La Habana 15 July 2008

The Cuban Journalists’ Union (UPEC) is a voluntary association that brings together media workers from all over the country. It has 3.680 members. This year, UPEC held its first congress in nine years. We arrived too late to attend, but information about the proceedings can be found at the Web site, http://www.cubaperiodistas.cu/

This is what the president of UPEC, Tubal Páez Hernández, had to say about the mission of Cuban journalism: To inform with veracity, without triumphalism or apologetics, in an analytic and deep manner, to help it in its primordial task: to better defend  the Revolution and socialism.

We met with UPEC vice presidents Aixa Hevia, José Martín and Juan Marrero González at their office building and in typical Cuban fashion were rewarded with a pile of books, magazines, pamphlets and lists of Internet resources on Cuban journalism. Never forgotten, the Five Heroes were accorded their due and we were given a list of international Web sites about them, such as www.freethefive.org

Some points of interest discussed were the shortage of journalists, the expansion of the journalism schools, journalistic ethics, the social uses of the mass media, and the differences between the careers of journalism and social communications – which are now separate study plans but still together in the journalism schools.

Social communication would have its equivalence in the career of public relations, if it were not for the fact that public relations professionals sell themselves to the highest bidder, whereas social communicators only do PR for the good of society – for example, to inform the public about the new lung cancer vaccine or preventing AIDS.

Juan Marrero said that one difference between journalism and social communications is that journalists maintain a critical point of view, whereas the social communicator is an advocate. They often collaborate on publications, with the SC professional doing the design and the journalist contributing editorial content In spite of differences between these professions, however, their practitioners work for the public good. Eliminating individualism and thinking about the good of society is a universal characteristic of the Cuban educational system.

That said, one thing these professionals at UPEC are concerned about is the fact that Cuba’s economic recovery, based as it is in economic relations with transnational companies, has created inequality even at the level of primary school students, some of whom may get preferential treatment because their families have more money. This inequality flies in the face of the Cuban communal ideal of judging people by their human qualities. More money circulating has brought back the age-old problem of judging people by how much they have. Marrero called this seeing people as fictitiously powerful when they are actually weak in human qualities.

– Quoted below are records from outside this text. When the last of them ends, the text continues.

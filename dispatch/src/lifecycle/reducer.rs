//! Reducer for the ride lifecycle.

use crate::lifecycle::{LifecycleEnvironment, ProductionLifecycleEnvironment, RideAction, RideEvent};
use chrono::{DateTime, Utc};
use ride_dispatch_core::error::DispatchError;
use ride_dispatch_core::identity::{Actor, UserId};
use ride_dispatch_core::reducer::Reducer;
use ride_dispatch_core::ride::{Ride, RideStatus};
use ride_dispatch_core::{SmallVec, smallvec};

type Events = SmallVec<[RideEvent; 2]>;

/// Reducer enforcing who may move a ride and from where.
///
/// Checks run in a fixed order and the ride is only touched once all of them
/// pass:
///
/// 1. the actor is the bound driver (or rider, for consent)
/// 2. the action was already applied: success with no events
/// 3. the offer deadline has passed: `Expired`
/// 4. the driver has not finished payment setup: `NotEligible` (accept only)
/// 5. the status does not permit the action: `InvalidTransition`
pub struct RideLifecycleReducer;

impl RideLifecycleReducer {
    /// Create a new ride lifecycle reducer.
    #[must_use]
    pub const fn new() -> Self {
        Self
    }

    /// When automatic consent takes effect for `ride`, if it applies at all.
    #[must_use]
    pub fn auto_consent_at(ride: &Ride, env: &impl LifecycleEnvironment) -> Option<DateTime<Utc>> {
        match (ride.status, ride.driver_accepted_at, env.consent_grace()) {
            (RideStatus::Consented, Some(accepted_at), Some(grace)) => Some(accepted_at + grace),
            _ => None,
        }
    }

    /// Whether automatic consent is due for `ride` at `now`.
    #[must_use]
    pub fn auto_consent_due(
        ride: &Ride,
        now: DateTime<Utc>,
        env: &impl LifecycleEnvironment,
    ) -> bool {
        Self::auto_consent_at(ride, env).is_some_and(|at| now >= at)
    }

    /// Whether reading `ride` at `now` should persist something first.
    #[must_use]
    pub fn pending_action(
        ride: &Ride,
        now: DateTime<Utc>,
        env: &impl LifecycleEnvironment,
    ) -> Option<RideAction> {
        if ride.is_offer_expired(now) {
            Some(RideAction::Expire)
        } else if Self::auto_consent_due(ride, now, env) {
            Some(RideAction::AutoConsent)
        } else {
            None
        }
    }
}

impl Default for RideLifecycleReducer {
    fn default() -> Self {
        Self::new()
    }
}

fn require_actor(actor: &Actor, bound: UserId, role: &str, action: &str) -> Result<(), DispatchError> {
    if actor.user_id == bound {
        Ok(())
    } else {
        Err(DispatchError::Forbidden(format!(
            "only the assigned {role} can {action} this ride"
        )))
    }
}

fn require_unexpired(ride: &Ride, now: DateTime<Utc>) -> Result<(), DispatchError> {
    if ride.status == RideStatus::Expired || ride.is_offer_expired(now) {
        Err(DispatchError::Expired { ride_id: ride.id })
    } else {
        Ok(())
    }
}

fn require_status(
    ride: &Ride,
    expected: RideStatus,
    action: &'static str,
) -> Result<(), DispatchError> {
    if ride.status == expected {
        Ok(())
    } else {
        Err(DispatchError::InvalidTransition {
            from: ride.status,
            action,
        })
    }
}

fn grant_consent(ride: &mut Ride, at: DateTime<Utc>, automatic: bool) -> RideEvent {
    ride.status = RideStatus::Enroute;
    ride.rider_consented_at = Some(at);
    RideEvent::RiderConsented {
        ride_id: ride.id,
        at,
        automatic,
    }
}

impl Reducer for RideLifecycleReducer {
    type State = Ride;
    type Action = RideAction;
    type Environment = ProductionLifecycleEnvironment;
    type Event = RideEvent;
    type Error = DispatchError;

    fn reduce(
        &self,
        ride: &mut Self::State,
        action: Self::Action,
        env: &Self::Environment,
    ) -> Result<Events, DispatchError> {
        let now = env.clock().now();
        let name = action.name();

        match action {
            RideAction::Accept {
                actor,
                payment_ready,
            } => {
                require_actor(&actor, ride.driver_id, "driver", name)?;
                if ride.driver_accepted_at.is_some() {
                    return Ok(SmallVec::new());
                }
                require_unexpired(ride, now)?;
                if !payment_ready {
                    return Err(DispatchError::NotEligible {
                        driver_id: ride.driver_id,
                    });
                }
                require_status(ride, RideStatus::Offered, name)?;

                ride.status = RideStatus::Consented;
                ride.driver_accepted_at = Some(now);
                Ok(smallvec![RideEvent::DriverAccepted {
                    ride_id: ride.id,
                    driver_id: ride.driver_id,
                    at: now,
                }])
            }

            RideAction::Consent { actor } => {
                require_actor(&actor, ride.rider_id, "rider", name)?;
                if ride.rider_consented_at.is_some() {
                    return Ok(SmallVec::new());
                }
                require_unexpired(ride, now)?;
                require_status(ride, RideStatus::Consented, name)?;

                Ok(smallvec![grant_consent(ride, now, false)])
            }

            RideAction::Start { actor } => {
                require_actor(&actor, ride.driver_id, "driver", name)?;
                if ride.started_at.is_some() {
                    return Ok(SmallVec::new());
                }
                require_unexpired(ride, now)?;

                let mut events = Events::new();
                match Self::auto_consent_at(ride, env) {
                    Some(at) if now >= at => events.push(grant_consent(ride, at, true)),
                    _ => require_status(ride, RideStatus::Enroute, name)?,
                }

                ride.status = RideStatus::OnTrip;
                ride.started_at = Some(now);
                events.push(RideEvent::TripStarted {
                    ride_id: ride.id,
                    at: now,
                });
                Ok(events)
            }

            RideAction::Complete { actor, fare } => {
                require_actor(&actor, ride.driver_id, "driver", name)?;
                if ride.status == RideStatus::Completed {
                    return Ok(SmallVec::new());
                }
                require_unexpired(ride, now)?;
                require_status(ride, RideStatus::OnTrip, name)?;

                ride.status = RideStatus::Completed;
                ride.ended_at = Some(now);
                ride.fare.clone_from(&fare);
                Ok(smallvec![RideEvent::TripCompleted {
                    ride_id: ride.id,
                    at: now,
                    fare,
                }])
            }

            RideAction::Expire => {
                if ride.status == RideStatus::Expired {
                    return Ok(SmallVec::new());
                }
                if !ride.is_offer_expired(now) {
                    return Err(DispatchError::InvalidTransition {
                        from: ride.status,
                        action: name,
                    });
                }

                ride.status = RideStatus::Expired;
                ride.ended_at = Some(ride.expires_at);
                Ok(smallvec![RideEvent::OfferExpired {
                    ride_id: ride.id,
                    expires_at: ride.expires_at,
                }])
            }

            RideAction::AutoConsent => match Self::auto_consent_at(ride, env) {
                Some(at) if now >= at => Ok(smallvec![grant_consent(ride, at, true)]),
                _ => Ok(SmallVec::new()),
            },
        }
    }
}
//! Ride request endpoint.

use crate::api::Coordinates;
use crate::assignment::AssignOutcome;
use crate::diagnostics::NearbySummary;
use crate::engine::DispatchEngine;
use crate::server::{AppError, Identity};
use axum::{Json, extract::State};
use ride_dispatch_core::geo::GeoPoint;
use ride_dispatch_core::ride::Ride;
use serde::{Deserialize, Serialize};
use std::sync::Arc;
use tracing::warn;

// ============================================================================
// Request/Response Types
// ============================================================================

/// Body of `POST /api/match/request`.
#[derive(Debug, Deserialize)]
pub struct MatchRequest {
    /// Where the rider is waiting
    pub pickup: Coordinates,
    /// Optional destination
    #[serde(default)]
    pub dropoff: Option<Coordinates>,
    /// Optional free-text destination
    #[serde(default)]
    pub dropoff_address: Option<String>,
}

/// Result of a ride request.
///
/// "No driver" outcomes are a 200 with `ok: false`; only faults are errors.
#[derive(Debug, Serialize)]
pub struct MatchResponse {
    /// Whether a driver was bound
    pub ok: bool,
    /// `assigned`, `no_drivers` or `all_busy`
    pub outcome: &'static str,
    /// Human-readable explanation when nothing was bound
    #[serde(skip_serializing_if = "Option::is_none")]
    pub message: Option<&'static str>,
    /// The new offer
    #[serde(skip_serializing_if = "Option::is_none")]
    pub ride: Option<Ride>,
    /// Live drivers around the pickup, when nothing was bound
    #[serde(skip_serializing_if = "Option::is_none")]
    pub debug: Option<NearbySummary>,
}

impl From<AssignOutcome> for MatchResponse {
    fn from(outcome: AssignOutcome) -> Self {
        let label = outcome.as_str();
        match outcome {
            AssignOutcome::Assigned(ride) => Self {
                ok: true,
                outcome: label,
                message: None,
                ride: Some(*ride),
                debug: None,
            },
            AssignOutcome::NoDriversAvailable => Self {
                ok: false,
                outcome: label,
                message: Some("No drivers nearby"),
                ride: None,
                debug: None,
            },
            AssignOutcome::AllCandidatesBusy => Self {
                ok: false,
                outcome: label,
                message: Some("All nearby drivers became busy"),
                ride: None,
                debug: None,
            },
        }
    }
}

// ============================================================================
// Handlers
// ============================================================================

/// `POST /api/match/request`
///
/// # Errors
///
/// 400 for out-of-range coordinates, 503 if storage failed during the
/// search or bind. An unmatched request carries a `debug` summary of live
/// drivers around the pickup.
pub async fn request_ride(
    State(engine): State<Arc<DispatchEngine>>,
    identity: Identity,
    Json(request): Json<MatchRequest>,
) -> Result<Json<MatchResponse>, AppError> {
    let pickup = GeoPoint::try_from(request.pickup)?;
    let dropoff = request.dropoff.map(GeoPoint::try_from).transpose()?;

    let outcome = engine
        .request_ride(identity.actor(), pickup, dropoff, request.dropoff_address)
        .await?;

    let mut response = MatchResponse::from(outcome);
    if !response.ok {
        // The outcome stands even if the summary cannot be built.
        match engine.nearby(pickup, None, None).await {
            Ok(summary) => response.debug = Some(summary),
            Err(e) => warn!(error = %e, "Nearby summary unavailable for unmatched request"),
        }
    }
    Ok(Json(response))
}
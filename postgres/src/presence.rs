//! `driver_presence` table.

use crate::{column, store_error};
use chrono::{DateTime, Utc};
use ride_dispatch_core::error::StoreError;
use ride_dispatch_core::geo::{BoundingBox, GeoPoint};
use ride_dispatch_core::identity::UserId;
use ride_dispatch_core::presence::{DriverPresence, Heartbeat, Telemetry};
use ride_dispatch_core::store::{PresenceStore, StoreFuture};
use sqlx::PgPool;
use sqlx::postgres::PgRow;
use uuid::Uuid;

const PRESENCE_COLUMNS: &str = "driver_id, lat, lng, service, accuracy_m, speed_kmh, heading_deg, \
     device_os, app_version, battery_pct, last_seen";

/// `PostgreSQL` [`PresenceStore`].
#[derive(Clone)]
pub struct PostgresPresenceStore {
    pool: PgPool,
}

impl PostgresPresenceStore {
    /// Create a presence store over an existing pool.
    #[must_use]
    pub const fn new(pool: PgPool) -> Self {
        Self { pool }
    }

    fn from_row(row: &PgRow) -> Result<DriverPresence, StoreError> {
        Ok(DriverPresence {
            driver_id: UserId::from_uuid(column::<Uuid>(row, "driver_id")?),
            location: GeoPoint {
                lat: column(row, "lat")?,
                lng: column(row, "lng")?,
            },
            telemetry: Telemetry {
                service: column(row, "service")?,
                accuracy_m: column(row, "accuracy_m")?,
                speed_kmh: column(row, "speed_kmh")?,
                heading_deg: column(row, "heading_deg")?,
                device_os: column(row, "device_os")?,
                app_version: column(row, "app_version")?,
                battery_pct: column(row, "battery_pct")?,
            },
            last_seen: column(row, "last_seen")?,
        })
    }
}

impl PresenceStore for PostgresPresenceStore {
    fn upsert(&self, heartbeat: Heartbeat) -> StoreFuture<'_, DriverPresence> {
        Box::pin(async move {
            let Heartbeat {
                driver_id,
                location,
                telemetry,
                seen_at,
            } = heartbeat;

            let row = sqlx::query(&format!(
                r"
                INSERT INTO driver_presence ({PRESENCE_COLUMNS})
                VALUES ($1, $2, $3, $4, $5, $6, $7, $8, $9, $10, $11)
                ON CONFLICT (driver_id) DO UPDATE SET
                    lat = EXCLUDED.lat,
                    lng = EXCLUDED.lng,
                    service = COALESCE(EXCLUDED.service, driver_presence.service),
                    accuracy_m = EXCLUDED.accuracy_m,
                    speed_kmh = EXCLUDED.speed_kmh,
                    heading_deg = EXCLUDED.heading_deg,
                    device_os = COALESCE(EXCLUDED.device_os, driver_presence.device_os),
                    app_version = COALESCE(EXCLUDED.app_version, driver_presence.app_version),
                    battery_pct = EXCLUDED.battery_pct,
                    last_seen = EXCLUDED.last_seen
                RETURNING {PRESENCE_COLUMNS}
                "
            ))
            .bind(*driver_id.as_uuid())
            .bind(location.lat)
            .bind(location.lng)
            .bind(telemetry.service)
            .bind(telemetry.accuracy_m)
            .bind(telemetry.speed_kmh)
            .bind(telemetry.heading_deg)
            .bind(telemetry.device_os)
            .bind(telemetry.app_version)
            .bind(telemetry.battery_pct)
            .bind(seen_at)
            .fetch_one(&self.pool)
            .await
            .map_err(|e| store_error("presence.upsert", e))?;

            Self::from_row(&row)
        })
    }

    fn get(&self, driver_id: UserId) -> StoreFuture<'_, Option<DriverPresence>> {
        Box::pin(async move {
            let row = sqlx::query(&format!(
                "SELECT {PRESENCE_COLUMNS} FROM driver_presence WHERE driver_id = $1"
            ))
            .bind(*driver_id.as_uuid())
            .fetch_optional(&self.pool)
            .await
            .map_err(|e| store_error("presence.get", e))?;

            row.as_ref().map(Self::from_row).transpose()
        })
    }

    fn find_live_in_area(
        &self,
        area: BoundingBox,
        live_since: DateTime<Utc>,
    ) -> StoreFuture<'_, Vec<DriverPresence>> {
        Box::pin(async move {
            let rows = sqlx::query(&format!(
                r"
                SELECT {PRESENCE_COLUMNS}
                FROM driver_presence
                WHERE last_seen >= $1
                  AND lat BETWEEN $2 AND $3
                  AND lng BETWEEN $4 AND $5
                ORDER BY last_seen DESC
                "
            ))
            .bind(live_since)
            .bind(area.min_lat)
            .bind(area.max_lat)
            .bind(area.min_lng)
            .bind(area.max_lng)
            .fetch_all(&self.pool)
            .await
            .map_err(|e| store_error("presence.find_live_in_area", e))?;

            rows.iter().map(Self::from_row).collect()
        })
    }

    fn count_live(
        &self,
        live_since: DateTime<Utc>,
        area: Option<BoundingBox>,
    ) -> StoreFuture<'_, u64> {
        Box::pin(async move {
            let query = match area {
                Some(area) => sqlx::query_scalar::<_, i64>(
                    r"
                    SELECT COUNT(*)
                    FROM driver_presence
                    WHERE last_seen >= $1
                      AND lat BETWEEN $2 AND $3
                      AND lng BETWEEN $4 AND $5
                    ",
                )
                .bind(live_since)
                .bind(area.min_lat)
                .bind(area.max_lat)
                .bind(area.min_lng)
                .bind(area.max_lng),
                None => sqlx::query_scalar::<_, i64>(
                    "SELECT COUNT(*) FROM driver_presence WHERE last_seen >= $1",
                )
                .bind(live_since),
            };

            let count = query
                .fetch_one(&self.pool)
                .await
                .map_err(|e| store_error("presence.count_live", e))?;

            Ok(u64::try_from(count).unwrap_or(0))
        })
    }

    fn recent_live(
        &self,
        live_since: DateTime<Utc>,
        limit: usize,
    ) -> StoreFuture<'_, Vec<DriverPresence>> {
        Box::pin(async move {
            let rows = sqlx::query(&format!(
                r"
                SELECT {PRESENCE_COLUMNS}
                FROM driver_presence
                WHERE last_seen >= $1
                ORDER BY last_seen DESC
                LIMIT $2
                "
            ))
            .bind(live_since)
            .bind(i64::try_from(limit).unwrap_or(i64::MAX))
            .fetch_all(&self.pool)
            .await
            .map_err(|e| store_error("presence.recent_live", e))?;

            rows.iter().map(Self::from_row).collect()
        })
    }
}
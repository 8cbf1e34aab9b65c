//! Identity types: users, rides, roles and the acting principal.
//!
//! Rider and driver identities are owned by the external identity provider;
//! the engine only ever sees them as opaque [`UserId`]s. A single user may
//! hold both roles, which is why rides reference `UserId` on both sides.

use serde::{Deserialize, Serialize};
use std::collections::BTreeSet;
use std::fmt;
use std::str::FromStr;
use thiserror::Error;
use uuid::Uuid;

// ============================================================================
// Identifiers
// ============================================================================

/// Identity of a rider or driver, issued by the identity provider.
#[derive(Clone, Copy, Debug, PartialEq, Eq, PartialOrd, Ord, Hash, Serialize, Deserialize)]
pub struct UserId(Uuid);

impl UserId {
    /// Creates a new random `UserId`
    #[must_use]
    pub fn new() -> Self {
        Self(Uuid::new_v4())
    }

    /// Create a `UserId` from a `Uuid`
    #[must_use]
    pub const fn from_uuid(uuid: Uuid) -> Self {
        Self(uuid)
    }

    /// Get the inner UUID
    #[must_use]
    pub const fn as_uuid(&self) -> &Uuid {
        &self.0
    }
}

impl Default for UserId {
    fn default() -> Self {
        Self::new()
    }
}

impl fmt::Display for UserId {
    fn fmt(&self, f: &mut fmt::Formatter<'_>) -> fmt::Result {
        write!(f, "{}", self.0)
    }
}

/// Unique identifier for a ride
#[derive(Clone, Copy, Debug, PartialEq, Eq, Hash, Serialize, Deserialize)]
pub struct RideId(Uuid);

impl RideId {
    /// Creates a new random `RideId`
    #[must_use]
    pub fn new() -> Self {
        Self(Uuid::new_v4())
    }

    /// Create a `RideId` from a `Uuid`
    #[must_use]
    pub const fn from_uuid(uuid: Uuid) -> Self {
        Self(uuid)
    }

    /// Get the inner UUID
    #[must_use]
    pub const fn as_uuid(&self) -> &Uuid {
        &self.0
    }
}

impl Default for RideId {
    fn default() -> Self {
        Self::new()
    }
}

impl fmt::Display for RideId {
    fn fmt(&self, f: &mut fmt::Formatter<'_>) -> fmt::Result {
        write!(f, "{}", self.0)
    }
}

// ============================================================================
// Roles
// ============================================================================

/// Error returned when a role name is not recognised.
#[derive(Error, Debug, Clone, PartialEq, Eq)]
#[error("Unknown role: {0}")]
pub struct ParseRoleError(String);

/// A role granted by the identity provider.
#[derive(Clone, Copy, Debug, PartialEq, Eq, PartialOrd, Ord, Hash, Serialize, Deserialize)]
#[serde(rename_all = "lowercase")]
pub enum Role {
    /// May request rides and consent to matched drivers
    Rider,
    /// May report presence and accept, start and complete rides
    Driver,
    /// Operator access
    Admin,
}

impl Role {
    /// Wire representation of the role.
    #[must_use]
    pub const fn as_str(&self) -> &'static str {
        match self {
            Self::Rider => "rider",
            Self::Driver => "driver",
            Self::Admin => "admin",
        }
    }
}

impl FromStr for Role {
    type Err = ParseRoleError;

    fn from_str(s: &str) -> Result<Self, Self::Err> {
        match s.trim().to_ascii_lowercase().as_str() {
            "rider" => Ok(Self::Rider),
            "driver" => Ok(Self::Driver),
            "admin" => Ok(Self::Admin),
            other => Err(ParseRoleError(other.to_string())),
        }
    }
}

/// The set of roles held by a user.
#[derive(Clone, Debug, Default, PartialEq, Eq, Serialize, Deserialize)]
pub struct RoleSet(BTreeSet<Role>);

impl RoleSet {
    /// Empty role set.
    #[must_use]
    pub const fn new() -> Self {
        Self(BTreeSet::new())
    }

    /// Parse a comma-separated role list such as `"rider,driver"`.
    ///
    /// Blank entries are skipped.
    ///
    /// # Errors
    ///
    /// Returns [`ParseRoleError`] for any name that is not a known role.
    pub fn parse_list(list: &str) -> Result<Self, ParseRoleError> {
        list.split(',')
            .map(str::trim)
            .filter(|name| !name.is_empty())
            .map(Role::from_str)
            .collect::<Result<BTreeSet<_>, _>>()
            .map(Self)
    }

    /// Whether the role is held.
    #[must_use]
    pub fn contains(&self, role: Role) -> bool {
        self.0.contains(&role)
    }

    /// Grant a role.
    pub fn insert(&mut self, role: Role) {
        self.0.insert(role);
    }

    /// Iterate over held roles in a stable order.
    pub fn iter(&self) -> impl Iterator<Item = Role> + '_ {
        self.0.iter().copied()
    }
}

impl FromIterator<Role> for RoleSet {
    fn from_iter<I: IntoIterator<Item = Role>>(iter: I) -> Self {
        Self(iter.into_iter().collect())
    }
}

/// The authenticated principal performing an operation.
#[derive(Clone, Debug, PartialEq, Eq)]
pub struct Actor {
    /// Stable identity
    pub user_id: UserId,
    /// Granted roles
    pub roles: RoleSet,
}

impl Actor {
    /// Create an actor with the given roles.
    #[must_use]
    pub fn new(user_id: UserId, roles: impl IntoIterator<Item = Role>) -> Self {
        Self {
            user_id,
            roles: roles.into_iter().collect(),
        }
    }

    /// Convenience constructor for a rider-only actor.
    #[must_use]
    pub fn rider(user_id: UserId) -> Self {
        Self::new(user_id, [Role::Rider])
    }

    /// Convenience constructor for a driver-only actor.
    #[must_use]
    pub fn driver(user_id: UserId) -> Self {
        Self::new(user_id, [Role::Driver])
    }

    /// Whether the actor holds `role`.
    #[must_use]
    pub fn has_role(&self, role: Role) -> bool {
        self.roles.contains(role)
    }
}
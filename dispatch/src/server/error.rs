//! Error type for HTTP handlers.
//!
//! Bridges [`DispatchError`] and HTTP responses, implementing Axum's
//! `IntoResponse` trait.
//!
//! # Example
//!
//! ```rust,ignore
//! async fn get_ride(Path(id): Path<Uuid>) -> Result<Json<Ride>, AppError> {
//!     let ride = engine.get_ride(&actor, RideId::from_uuid(id)).await?;
//!     Ok(Json(ride))
//! }
//! ```

use axum::{
    Json,
    http::StatusCode,
    response::{IntoResponse, Response},
};
use ride_dispatch_core::error::DispatchError;
use serde::Serialize;
use std::fmt;

/// Application error type for HTTP handlers.
///
/// Carries the HTTP status, a client-facing message, a machine-readable code
/// and optionally the underlying error for logging.
#[derive(Debug)]
pub struct AppError {
    status: StatusCode,
    message: String,
    code: String,
    source: Option<anyhow::Error>,
}

impl AppError {
    /// Create a new application error.
    #[must_use]
    pub const fn new(status: StatusCode, message: String, code: String) -> Self {
        Self {
            status,
            message,
            code,
            source: None,
        }
    }

    /// Attach the underlying error for logging.
    #[must_use]
    pub fn with_source(mut self, source: anyhow::Error) -> Self {
        self.source = Some(source);
        self
    }

    /// HTTP status of this error.
    #[must_use]
    pub const fn status(&self) -> StatusCode {
        self.status
    }

    /// Machine-readable code.
    #[must_use]
    pub fn code(&self) -> &str {
        &self.code
    }

    /// 400 Bad Request.
    #[must_use]
    pub fn bad_request(message: impl Into<String>) -> Self {
        Self::new(
            StatusCode::BAD_REQUEST,
            message.into(),
            "BAD_REQUEST".to_string(),
        )
    }

    /// 401 Unauthorized.
    #[must_use]
    pub fn unauthorized(message: impl Into<String>) -> Self {
        Self::new(
            StatusCode::UNAUTHORIZED,
            message.into(),
            "UNAUTHORIZED".to_string(),
        )
    }

    /// 403 Forbidden.
    #[must_use]
    pub fn forbidden(message: impl Into<String>) -> Self {
        Self::new(
            StatusCode::FORBIDDEN,
            message.into(),
            "FORBIDDEN".to_string(),
        )
    }

    /// 404 Not Found.
    #[must_use]
    pub fn not_found(resource: impl fmt::Display, id: impl fmt::Display) -> Self {
        Self::new(
            StatusCode::NOT_FOUND,
            format!("{resource} with id {id} not found"),
            "NOT_FOUND".to_string(),
        )
    }

    /// 410 Gone, for lapsed offers.
    #[must_use]
    pub fn gone(message: impl Into<String>) -> Self {
        Self::new(StatusCode::GONE, message.into(), "EXPIRED".to_string())
    }

    /// 503 Service Unavailable.
    #[must_use]
    pub fn unavailable(message: impl Into<String>) -> Self {
        Self::new(
            StatusCode::SERVICE_UNAVAILABLE,
            message.into(),
            "SERVICE_UNAVAILABLE".to_string(),
        )
    }
}

impl fmt::Display for AppError {
    fn fmt(&self, f: &mut fmt::Formatter<'_>) -> fmt::Result {
        write!(f, "[{}] {}", self.code, self.message)
    }
}

impl std::error::Error for AppError {
    fn source(&self) -> Option<&(dyn std::error::Error + 'static)> {
        self.source
            .as_ref()
            .map(|e| e.as_ref() as &(dyn std::error::Error + 'static))
    }
}

/// JSON error response body.
#[derive(Debug, Serialize)]
struct ErrorResponse {
    code: String,
    message: String,
}

impl IntoResponse for AppError {
    fn into_response(self) -> Response {
        if self.status.is_server_error() {
            if let Some(source) = &self.source {
                tracing::error!(
                    status = %self.status,
                    code = %self.code,
                    message = %self.message,
                    error = %source,
                    "Request failed"
                );
            } else {
                tracing::error!(
                    status = %self.status,
                    code = %self.code,
                    message = %self.message,
                    "Request failed"
                );
            }
        }

        let body = ErrorResponse {
            code: self.code,
            message: self.message,
        };

        (self.status, Json(body)).into_response()
    }
}

impl From<DispatchError> for AppError {
    fn from(err: DispatchError) -> Self {
        let message = err.to_string();
        match err {
            DispatchError::NotFound { resource, id } => Self::not_found(resource, id),
            DispatchError::Forbidden(_) => Self::forbidden(message),
            DispatchError::InvalidTransition { .. } => Self::new(
                StatusCode::CONFLICT,
                message,
                "INVALID_TRANSITION".to_string(),
            ),
            DispatchError::Expired { .. } => Self::gone(message),
            DispatchError::NotEligible { .. } => Self::new(
                StatusCode::BAD_REQUEST,
                message,
                "PAYMENT_SETUP_REQUIRED".to_string(),
            ),
            DispatchError::InvalidInput(_) => Self::bad_request(message),
            DispatchError::Unavailable(_) => Self::unavailable("Storage temporarily unavailable")
                .with_source(anyhow::Error::new(err)),
        }
    }
}

#[cfg(test)]
mod tests {
    use super::*;
    use ride_dispatch_core::identity::{RideId, UserId};
    use ride_dispatch_core::ride::RideStatus;

    #[test]
    fn display_includes_code() {
        let err = AppError::bad_request("Invalid input");
        assert_eq!(err.to_string(), "[BAD_REQUEST] Invalid input");
    }

    #[test]
    fn dispatch_errors_map_to_statuses() {
        let cases = [
            (DispatchError::ride_not_found(RideId::new()), StatusCode::NOT_FOUND),
            (DispatchError::Forbidden("no".to_string()), StatusCode::FORBIDDEN),
            (
                DispatchError::InvalidTransition {
                    from: RideStatus::Offered,
                    action: "start",
                },
                StatusCode::CONFLICT,
            ),
            (DispatchError::Expired { ride_id: RideId::new() }, StatusCode::GONE),
            (
                DispatchError::NotEligible {
                    driver_id: UserId::new(),
                },
                StatusCode::BAD_REQUEST,
            ),
            (DispatchError::InvalidInput("lat".to_string()), StatusCode::BAD_REQUEST),
            (
                DispatchError::Unavailable("pool".to_string()),
                StatusCode::SERVICE_UNAVAILABLE,
            ),
        ];

        for (err, status) in cases {
            assert_eq!(AppError::from(err).status(), status);
        }
    }

    #[test]
    fn unavailable_keeps_source_for_logging() {
        use std::error::Error as _;

        let err = AppError::from(DispatchError::Unavailable("pool timed out".to_string()));
        assert_eq!(err.code(), "SERVICE_UNAVAILABLE");
        let source = err.source().map(ToString::to_string);
        assert_eq!(
            source.as_deref(),
            Some("Service unavailable: pool timed out")
        );
    }

    #[test]
    fn payment_refusal_has_its_own_code() {
        let err = AppError::from(DispatchError::NotEligible {
            driver_id: UserId::new(),
        });
        assert_eq!(err.code(), "PAYMENT_SETUP_REQUIRED");
    }
}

All Cuban journalists have access to create blogs and are encouraged to do so. The only problem is that they use different servers such as blogspot.com, blogía.com and freewebs.com. Some can be accessed through cubaperiodistas.cu or searched for in Dana Lubow's Cuban Internet Resources search engine,  http://danalubow.org/SPT/SPT--Home.php

Recovery from the Special Period meant the expansion of printing, which had contracted along with everything else. Granma has gone from five days per week to six, with 16 pages on Thursday. There is talk of printing 16 pages every day. At the same time, the Los Angeles Times has cut 200 workers and reduced its pages by 15 percent. The recovery of printing means a flourishing of book publishing, with 42 million copies printed every year.

We did not discuss the thing I like best about Cuba, and that is a total lack of advertising. Flying here, we were not only fumigated like animals by the flight attendants, but we were offered a credit card and duty-free articles, purchased right on board. One has to be here to experience the psychological relief that comes with the absence of commercialism, those omnipresent images telling you to buy, making you feel inadequate if you don’t have things. Cubans want the latest things, but they are not bombarded by messages telling them they have to have it.